If $1m does turn out to be vital to your requirements, do you need to raise it
yourself? Could you instead raise a small amount, launch a startup that helps
African villages, and get someone else to invest the million?

For example, there was a couple who appeared on Dragon's Den (UK investment-
based TV programme) a while back, who had invented a water carrier that used
the rolling motion to filter the water inside as it was being carried back
from dirty creek to village. It's in use now, and has doubtless saved lives
already. It could quite conceivably still be a pipe-dream if they'd have
decided to raise all the money themselves.

------
Hubbert
No comment on whether the $1M AUD goal is reasonable (other than you have to
start where YOU are and don't let the perfect be the enemy of the good). But,
since you mentioned your age and other posters are also commenting on it:

1\. Ignore those who say "don't be so serious at 20." You're VERY WISE to
consider the path that you're on: you're not going to magically become
experienced when you reach a certain age, and it's a competitive job market,
and brutally so for the younger and less experienced. You're facing the
classic dilemma of how to get enough experience to be employable...one which
I'm also struggling with and I'm older than you.

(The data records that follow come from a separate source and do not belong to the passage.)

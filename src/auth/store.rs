use anyhow::{Context, Result};
use keyring::Entry;

const SERVICE_NAME: &str = "portal-tui";

/// Keychain slot holding the provider refresh token between runs. This is
/// what the silent session check resumes from.
const REFRESH_TOKEN_KEY: &str = "sso-refresh-token";

pub struct TokenStore;

impl TokenStore {
    /// Store the SSO refresh token in the OS keychain
    pub fn store(token: &str) -> Result<()> {
        let entry = Entry::new(SERVICE_NAME, REFRESH_TOKEN_KEY)
            .context("Failed to create keyring entry")?;
        entry
            .set_password(token)
            .context("Failed to store refresh token in keychain")?;
        Ok(())
    }

    /// Retrieve the stored SSO refresh token from the OS keychain
    pub fn load() -> Result<String> {
        let entry = Entry::new(SERVICE_NAME, REFRESH_TOKEN_KEY)
            .context("Failed to create keyring entry")?;
        entry
            .get_password()
            .context("Failed to retrieve refresh token from keychain")
    }

    /// Delete the stored SSO refresh token
    pub fn clear() -> Result<()> {
        let entry = Entry::new(SERVICE_NAME, REFRESH_TOKEN_KEY)
            .context("Failed to create keyring entry")?;
        entry
            .delete_credential()
            .context("Failed to delete refresh token from keychain")?;
        Ok(())
    }
}
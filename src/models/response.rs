//! Backend response payloads.

use serde::{Deserialize, Serialize};

/// Generic `{status, message}` envelope used by signup, verify and the
/// SSO settings save endpoint.
#[derive(Debug, Clone, Default, Serialize, Deserialize)]
#[serde(default)]
pub struct StatusResponse {
    pub status: String,
    pub message: String,
}

impl StatusResponse {
    pub fn is_success(&self) -> bool {
        self.status == "success"
    }
}

/// Response from `POST /api/login`.
#[derive(Debug, Clone, Default, Serialize, Deserialize)]
#[serde(default)]
pub struct LoginResponse {
    pub status: String,
    pub message: String,
    #[serde(rename = "firstName")]
    pub first_name: String,
    #[serde(rename = "lastName")]
    pub last_name: String,
}

impl LoginResponse {
    pub fn is_success(&self) -> bool {
        self.status == "success"
    }

    /// Display name handed to the root navigator on success.
    pub fn display_name(&self) -> String {
        format!("{} {}", self.first_name, self.last_name)
    }
}

/// Runtime SSO configuration from `GET /api/auth/sso/config`.
///
/// Unlike the admin `SsoSettings` record, this never carries the client
/// secret; it is exactly what the identity client needs to be constructed.
#[derive(Debug, Clone, Default, Serialize, Deserialize)]
#[serde(default)]
pub struct SsoConfig {
    pub enabled: bool,
    #[serde(rename = "serverUrl")]
    pub server_url: String,
    pub realm: String,
    #[serde(rename = "clientId")]
    pub client_id: String,
}

/// Response from `POST /api/settings/keycloak/test`.
#[derive(Debug, Clone, Default, Serialize, Deserialize)]
#[serde(default)]
pub struct SsoTestResponse {
    pub success: bool,
    pub issuer: Option<String>,
    pub message: Option<String>,
}

#[cfg(test)]
mod tests {
    use super::*;

    #[test]
    fn test_parse_login_success() {
        let json = r#"{"status":"success","message":"Login successful","firstName":"A","lastName":"B"}"#;
        let resp: LoginResponse = serde_json::from_str(json).expect("parse login response");
        assert!(resp.is_success());
        assert_eq!(resp.display_name(), "A B");
    }

    #[test]
    fn test_parse_login_rejection() {
        // 2xx with a failure payload: backend validated the request but
        // rejected the credentials.
        let json = r#"{"status":"error","message":"Invalid email or password"}"#;
        let resp: LoginResponse = serde_json::from_str(json).expect("parse login rejection");
        assert!(!resp.is_success());
        assert_eq!(resp.message, "Invalid email or password");
    }

    #[test]
    fn test_parse_sso_config() {
        let json = r#"{"enabled":true,"serverUrl":"https://kc.example.com","realm":"portal","clientId":"portal-web"}"#;
        let cfg: SsoConfig = serde_json::from_str(json).expect("parse sso config");
        assert!(cfg.enabled);
        assert_eq!(cfg.realm, "portal");
    }

    #[test]
    fn test_parse_sso_test_outcomes() {
        let ok: SsoTestResponse =
            serde_json::from_str(r#"{"success":true,"issuer":"https://kc.example.com/realms/portal"}"#)
                .expect("parse test success");
        assert!(ok.success);
        assert_eq!(ok.issuer.as_deref(), Some("https://kc.example.com/realms/portal"));
        assert!(ok.message.is_none());

        let failed: SsoTestResponse =
            serde_json::from_str(r#"{"success":false,"message":"Connection refused"}"#)
                .expect("parse test failure");
        assert!(!failed.success);
        assert_eq!(failed.message.as_deref(), Some("Connection refused"));
    }
}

I wonder if some of the
"superstars" in your program had parents or older siblings who were in
software, to provide them with "tribal knowledge" and connections.

Anyway, it's your life, and I commend you for examining its direction so that
you can do something about it.

2\. Consider reading "Seasons of a Man's Life" by Levinson. It starts very
slowly, and is somewhat dated (life today is a little more flexible and fluid,
but not that much), but it's an interesting guide to the different stages of
adult life. Again, if you're like me, you had some idea of what was expected
of you in childhood and teens (Prepare For University!), but not so much after
that. It turns out that for most of us, life is both richer and less
predictable than "secondary school, university, job, marriage, gold watch
retirement, death."

------
spotter
If I were 20 again I'd be doing the exact same shit I was doing the first time
around, finishing school, drinking with my friends and trying to get laid.

I learned how to code and build UNIX systems before I went to college. So did
most of the people you're going to be competing with to make any real money,
so you should probably be patient, you already missed the first bus.